Those of us in theological studies who take seriously our place in public life often undertake “political theology” to join theology with public issues. Just what constitutes political theology today is highly contested (de Vries and Sullivan 2006). I will argue for a political theology not because we need an already-constituted guild discipline, Theology (its guild status denoted by a capital “T”) to address political problems, making “political theology” a sub-discipline of Theology proper. Instead, I hold that Theology, whatever its subject-matter (God, Christ or church, social justice, existential concerns) is always already political. It has a “politicality,” its discourses inscribed in a complex play of public forces of antagonism. Political theology, as I have long proposed, is theological discourse always mindful of its inscription (embed-dedness) in antagonisms, generated by assemblages of social constructs: class, empire, race, gender, sexuality, nation. Political theology is also, in Jean-Luc Nancy’s sense, an “exscription,” a writing-out from bodies suffering these antagonisms, toward an integral liberation.
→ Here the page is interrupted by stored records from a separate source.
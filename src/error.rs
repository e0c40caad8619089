//! # 统一错误处理模块
//!
//! 定义 warc-batch 的所有错误类型，使用 `thiserror` 派生。
//!
//! 致命错误（依赖缺失、参数错误、输入目录不存在）由 `main` 打印并退出；
//! 单个作业内的错误由 `batch::job` 捕获并转为 `Outcome::Error`，不会向上传播。
//!
//! ## 依赖关系
//! - 被所有其他模块使用
//! - 无外部模块依赖

use thiserror::Error;

/// warc-batch 统一错误类型
#[derive(Error, Debug)]
pub enum BatchError {
    // ─────────────────────────────────────────────────────────────
    // I/O 错误
    // ─────────────────────────────────────────────────────────────
    #[error("Failed to read file: {path}")]
    FileReadError {
        path: String,
        #[source]
        source: std::io::Error,
    },

    #[error("Failed to write file: {path}")]
    FileWriteError {
        path: String,
        #[source]
        source: std::io::Error,
    },

    #[error("Input directory not found: {path}")]
    InputNotFound { path: String },

    #[error("File not found: {path}")]
    FileNotFound { path: String },

    #[error("Permission denied: {path}")]
    PermissionDenied { path: String },

    // ─────────────────────────────────────────────────────────────
    // 外部命令错误
    // ─────────────────────────────────────────────────────────────
    #[error("Required command '{command}' not found in PATH")]
    DependencyMissing { command: String },

    #[error("Transform '{command}' failed: {detail}")]
    TransformFailed { command: String, detail: String },

    // ─────────────────────────────────────────────────────────────
    // 参数错误
    // ─────────────────────────────────────────────────────────────
    #[error("Invalid argument: {0}")]
    InvalidArgument(String),

    // ─────────────────────────────────────────────────────────────
    // 其他
    // ─────────────────────────────────────────────────────────────
    #[error("Failed to start worker pool: {0}")]
    WorkerPool(String),

    #[error("Job cancelled")]
    Cancelled,
}

/// Result 类型别名
pub type Result<T> = std::result::Result<T, BatchError>;
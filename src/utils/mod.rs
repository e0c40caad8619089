//! # 工具函数模块
//!
//! 提供美化输出、进度条、格式化、文件大小探测与日志初始化。
//!
//! ## 依赖关系
//! - 被 `batch/` 与 `commands/` 模块使用
//! - 子模块: format, fs, logging, output, progress

pub mod format;
pub mod fs;
pub mod logging;
pub mod output;
pub mod progress;
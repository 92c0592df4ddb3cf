use std::fmt;
use std::iter::Sum;
use std::str::FromStr;

use num::Float;

use crate::error::{FuzzyError, Result};

/// And operator method for combining the compositions of propositions
/// in a fuzzy rule premise.
#[derive(Clone, Copy, Debug, Default, Eq, PartialEq)]
pub enum AndOp {
    #[default]
    Min,
    Prod,
}

impl AndOp {
    pub fn apply<F: Float>(self, u: F, v: F) -> F {
        match self {
            Self::Min => ProductionLink::Min.apply(u, v),
            Self::Prod => ProductionLink::Prod.apply(u, v),
        }
    }
}

/// Or operator method for combining the compositions of propositions
/// in a fuzzy rule premise.
#[derive(Clone, Copy, Debug, Default, Eq, PartialEq)]
pub enum OrOp {
    #[default]
    Max,
    ProbOr,
}

impl OrOp {
    pub fn apply<F: Float>(self, u: F, v: F) -> F {
        match self {
            Self::Max => ProductionLink::Max.apply(u, v),
            Self::ProbOr => ProductionLink::ProbOr.apply(u, v),
        }
    }
}

/// Implication operator method: how a rule's firing strength shapes
/// the membership of its consequence.
#[derive(Clone, Copy, Debug, Default, Eq, PartialEq)]
pub enum ImplicationOp {
    /// Mamdani, min(strength, membership)
    #[default]
    Clip,
    /// Larsen, strength * membership
    Scale,
}

impl ImplicationOp {
    pub fn call<F: Float>(self, strength: F, consequence: &[F]) -> Vec<F> {
        consequence
            .iter()
            .map(|m| match self {
                Self::Clip => F::min(strength, *m),
                Self::Scale => strength * *m,
            })
            .collect()
    }
}

/// Method for aggregating the consequences of the fuzzy rules
#[derive(Clone, Copy, Debug, Default, Eq, PartialEq)]
pub enum ProductionLink {
    Min,
    Prod,
    #[default]
    Max,
    ProbOr,
}

impl ProductionLink {
    pub fn apply<F: Float>(self, u: F, v: F) -> F {
        match self {
            Self::Min => F::min(u, v),
            Self::Prod => u * v,
            Self::Max => F::max(u, v),
            Self::ProbOr => u + v - u * v,
        }
    }

    pub fn call<F: Float>(self, u: impl IntoIterator<Item = F>, v: impl IntoIterator<Item = F>) -> impl Iterator<Item = F> {
        u.into_iter().zip(v).map(move |(u, v)| self.apply(u, v))
    }
}

/// Method for defuzzifcating the resulting membership function.
#[derive(Clone, Copy, Debug, Default, Eq, PartialEq)]
pub enum DefuzzificationOp {
    /// Weighted average of the universe by membership
    #[default]
    Centroid,
    /// Bisector of Area
    Bisector,
    /// Mean of the values for which the membership function is maximum
    Mom,
    /// Smallest value for which the membership function is maximum
    Som,
    /// Largest value for which the membership function is maximum
    Lom,
}

impl DefuzzificationOp {
    pub fn call<F: Float + Sum>(self, universe: &[F], membership: &[F]) -> Result<F> {
        if universe.is_empty() {
            return Err(FuzzyError::EmptyUniverse);
        }
        if universe.len() != membership.len() {
            return Err(FuzzyError::ShapeMismatch { expected: universe.len(), found: membership.len() });
        }

        let den = membership.iter().copied().sum::<F>();

        if den == F::zero() {
            return Err(FuzzyError::DegenerateAggregate);
        }

        let maximum = || membership.iter().copied().fold(F::zero(), F::max);
        let at_maximum = |maximum: F| {
            universe.iter().copied().zip(membership.iter().copied()).filter_map(move |(u, m)| (m == maximum).then_some(u))
        };

        let crisp = match self {
            Self::Centroid => {
                let num = universe.iter().zip(membership).map(|(u, m)| *u * *m).sum::<F>();

                num / den
            },
            Self::Bisector => bisector(universe, membership),
            Self::Mom => {
                let (len, sum) = at_maximum(maximum()).fold((0usize, F::zero()), |(n, accum), u| (n + 1, accum + u));

                sum / F::from(len).ok_or(FuzzyError::DegenerateAggregate)?
            },
            Self::Som => at_maximum(maximum()).reduce(F::min).ok_or(FuzzyError::DegenerateAggregate)?,
            Self::Lom => at_maximum(maximum()).reduce(F::max).ok_or(FuzzyError::DegenerateAggregate)?,
        };

        Ok(crisp)
    }

    pub fn name(self) -> &'static str {
        match self {
            Self::Centroid => "centroid",
            Self::Bisector => "bisector",
            Self::Mom => "mom",
            Self::Som => "som",
            Self::Lom => "lom",
        }
    }
}

impl FromStr for DefuzzificationOp {
    type Err = FuzzyError;

    fn from_str(s: &str) -> Result<Self> {
        match s.to_ascii_lowercase().as_str() {
            "centroid" | "cog" => Ok(Self::Centroid),
            "bisector" | "boa" => Ok(Self::Bisector),
            "mom" => Ok(Self::Mom),
            "som" => Ok(Self::Som),
            "lom" => Ok(Self::Lom),
            _ => Err(FuzzyError::UnsupportedMethod(s.to_owned())),
        }
    }
}

impl fmt::Display for DefuzzificationOp {
    fn fmt(&self, f: &mut fmt::Formatter<'_>) -> fmt::Result {
        f.write_str(self.name())
    }
}

impl FromStr for AndOp {
    type Err = FuzzyError;

    fn from_str(s: &str) -> Result<Self> {
        match s.to_ascii_lowercase().as_str() {
            "min" => Ok(Self::Min),
            "prod" => Ok(Self::Prod),
            _ => Err(FuzzyError::UnsupportedMethod(s.to_owned())),
        }
    }
}

impl FromStr for OrOp {
    type Err = FuzzyError;

    fn from_str(s: &str) -> Result<Self> {
        match s.to_ascii_lowercase().as_str() {
            "max" => Ok(Self::Max),
            "probor" | "prob_or" => Ok(Self::ProbOr),
            _ => Err(FuzzyError::UnsupportedMethod(s.to_owned())),
        }
    }
}

impl FromStr for ImplicationOp {
    type Err = FuzzyError;

    fn from_str(s: &str) -> Result<Self> {
        match s.to_ascii_lowercase().as_str() {
            "clip" | "min" => Ok(Self::Clip),
            "scale" | "prod" => Ok(Self::Scale),
            _ => Err(FuzzyError::UnsupportedMethod(s.to_owned())),
        }
    }
}

// Point splitting the trapezoid-rule area in half. Inside the crossing segment the area
// from its left end grows as y0 * t + slope * t^2 / 2, solved here for t.
fn bisector<F: Float + Sum>(universe: &[F], membership: &[F]) -> F {
    let two = F::one() + F::one();
    let areas: Vec<F> =
        universe.windows(2).zip(membership.windows(2)).map(|(u, m)| (m[0] + m[1]) * (u[1] - u[0]) / two).collect();
    let target = areas.iter().copied().sum::<F>() / two;
    let mut cum_area = F::zero();

    for (i, area) in areas.iter().enumerate() {
        if cum_area + *area >= target {
            let (x0, width) = (universe[i], universe[i + 1] - universe[i]);
            let (y0, y1) = (membership[i], membership[i + 1]);
            let rest = target - cum_area;

            if rest <= F::zero() {
                return x0;
            }

            let slope = (y1 - y0) / width;
            let discriminant = F::max(y0 * y0 + two * slope * rest, F::zero());
            let t = two * rest / (y0 + discriminant.sqrt());

            return x0 + F::min(t, width);
        }

        cum_area = cum_area + *area;
    }

    universe[universe.len() - 1]
}

#[cfg(test)]
fn universe(n: u8) -> Vec<f64> {
    (0..n).map(f64::from).collect()
}

#[test]
fn test_pointwise_ops() {
    let u = [0.2, 0.8, 0.5];
    let v = [0.6, 0.4, 0.5];

    assert_eq!(AndOp::Min.apply(0.2, 0.6), 0.2);
    assert_eq!(OrOp::Max.apply(0.2, 0.6), 0.6);
    assert_eq!(ProductionLink::Max.call(u, v).collect::<Vec<_>>(), vec![0.6, 0.8, 0.5]);
    assert_eq!(AndOp::Prod.apply(0.5, 0.5), 0.25);
    assert_eq!(OrOp::ProbOr.apply(0.5, 0.5), 0.75);
}

#[test]
fn test_implication() {
    let consequence = [0., 0.5, 1., 0.5, 0.];

    assert_eq!(ImplicationOp::Clip.call(0.6, &consequence), vec![0., 0.5, 0.6, 0.5, 0.]);
    assert_eq!(ImplicationOp::Scale.call(0.5, &consequence), vec![0., 0.25, 0.5, 0.25, 0.]);
    assert_eq!(ImplicationOp::Clip.call(0., &consequence), vec![0.; 5]);
}

#[test]
fn test_centroid_of_symmetric_curve() {
    let universe = universe(11);
    let membership = [0., 0., 0., 1. / 3., 2. / 3., 1., 2. / 3., 1. / 3., 0., 0., 0.];
    let crisp = DefuzzificationOp::Centroid.call(&universe, &membership).unwrap();

    assert!((crisp - 5.).abs() < 1e-12, "{crisp}");
}

#[test]
fn test_centroid_weights() {
    let crisp = DefuzzificationOp::Centroid.call(&[0., 10.], &[0.25, 0.75]).unwrap();

    assert_eq!(crisp, 7.5);
}

#[test]
fn test_bisector() {
    let universe = universe(11);
    let membership = [0., 0.2, 0.4, 0.6, 0.8, 1., 0.8, 0.6, 0.4, 0.2, 0.];
    let crisp = DefuzzificationOp::Bisector.call(&universe, &membership).unwrap();

    assert!((crisp - 5.).abs() < 1e-9, "{crisp}");
    assert_eq!(DefuzzificationOp::Bisector.call(&[4.], &[0.5]), Ok(4.));
}

#[test]
fn test_bisector_of_asymmetric_curves() {
    // Area left of x on a unit ramp is x^2 / 2
    let crisp = DefuzzificationOp::Bisector.call(&[0., 1.], &[0., 1.]).unwrap();
    assert!((crisp - std::f64::consts::FRAC_1_SQRT_2).abs() < 1e-12, "{crisp}");

    // Falling ramp: the half-area point is 1 - sqrt(0.5)
    let crisp = DefuzzificationOp::Bisector.call(&[0., 1.], &[1., 0.]).unwrap();
    assert!((crisp - (1. - std::f64::consts::FRAC_1_SQRT_2)).abs() < 1e-12, "{crisp}");

    // Crossing inside a flat segment
    let crisp = DefuzzificationOp::Bisector.call(&[0., 1., 2.], &[1., 1., 0.]).unwrap();
    assert!((crisp - 0.75).abs() < 1e-12, "{crisp}");

    let universe = universe(11);
    let membership = [0., 1., 1., 0.8, 0.6, 0.4, 0.2, 0., 0., 0., 0.];
    let crisp = DefuzzificationOp::Bisector.call(&universe, &membership).unwrap();
    let total = area_left_of(&universe, &membership, 10.);

    assert!((area_left_of(&universe, &membership, crisp) - total / 2.).abs() < 1e-9, "{crisp}");
}

#[cfg(test)]
fn area_left_of(universe: &[f64], membership: &[f64], x: f64) -> f64 {
    universe
        .windows(2)
        .zip(membership.windows(2))
        .filter(|(u, _)| u[0] < x)
        .map(|(u, m)| {
            let hi = u[1].min(x);
            let m_hi = m[0] + (m[1] - m[0]) * (hi - u[0]) / (u[1] - u[0]);
            (m[0] + m_hi) * (hi - u[0]) / 2.
        })
        .sum()
}

#[test]
fn test_maximum_methods() {
    let universe = universe(6);
    let membership = [0., 0.5, 1., 1., 0.5, 0.];

    assert_eq!(DefuzzificationOp::Mom.call(&universe, &membership), Ok(2.5));
    assert_eq!(DefuzzificationOp::Som.call(&universe, &membership), Ok(2.));
    assert_eq!(DefuzzificationOp::Lom.call(&universe, &membership), Ok(3.));
}

#[test]
fn test_degenerate_aggregate() {
    let universe = universe(4);

    for op in [
        DefuzzificationOp::Centroid,
        DefuzzificationOp::Bisector,
        DefuzzificationOp::Mom,
        DefuzzificationOp::Som,
        DefuzzificationOp::Lom,
    ] {
        assert_eq!(op.call(&universe, &[0.; 4]), Err(FuzzyError::DegenerateAggregate));
    }

    assert_eq!(
        DefuzzificationOp::Centroid.call(&universe, &[1.; 3]),
        Err(FuzzyError::ShapeMismatch { expected: 4, found: 3 })
    );
    assert_eq!(DefuzzificationOp::Centroid.call::<f64>(&[], &[]), Err(FuzzyError::EmptyUniverse));
}

#[test]
fn test_parse_methods() {
    assert_eq!("centroid".parse::<DefuzzificationOp>(), Ok(DefuzzificationOp::Centroid));
    assert_eq!("MOM".parse::<DefuzzificationOp>(), Ok(DefuzzificationOp::Mom));
    assert_eq!("bisector".parse::<DefuzzificationOp>(), Ok(DefuzzificationOp::Bisector));
    assert_eq!(
        "median".parse::<DefuzzificationOp>(),
        Err(FuzzyError::UnsupportedMethod("median".into()))
    );
    assert_eq!("prod".parse::<AndOp>(), Ok(AndOp::Prod));
    assert_eq!("probor".parse::<OrOp>(), Ok(OrOp::ProbOr));
    assert_eq!("clip".parse::<ImplicationOp>(), Ok(ImplicationOp::Clip));
    assert!("xor".parse::<OrOp>().is_err());
}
Especially as exscription, political theology, I argue here, is reflection on the arts at work in social movements with liberating impact. In the spirit of Zheng’s epigraph above, political theology’s discourse arises from sites of enlivening synergy between art and social movement, making liberation thinkable, achievable (Zheng 2007, 40).1

I’ve written my first poem

I called myself a poet to motivate me to write

Because I knew poets will set us free

In 1998 I was granted parole.

—Eddy Zheng “Autobiography@33”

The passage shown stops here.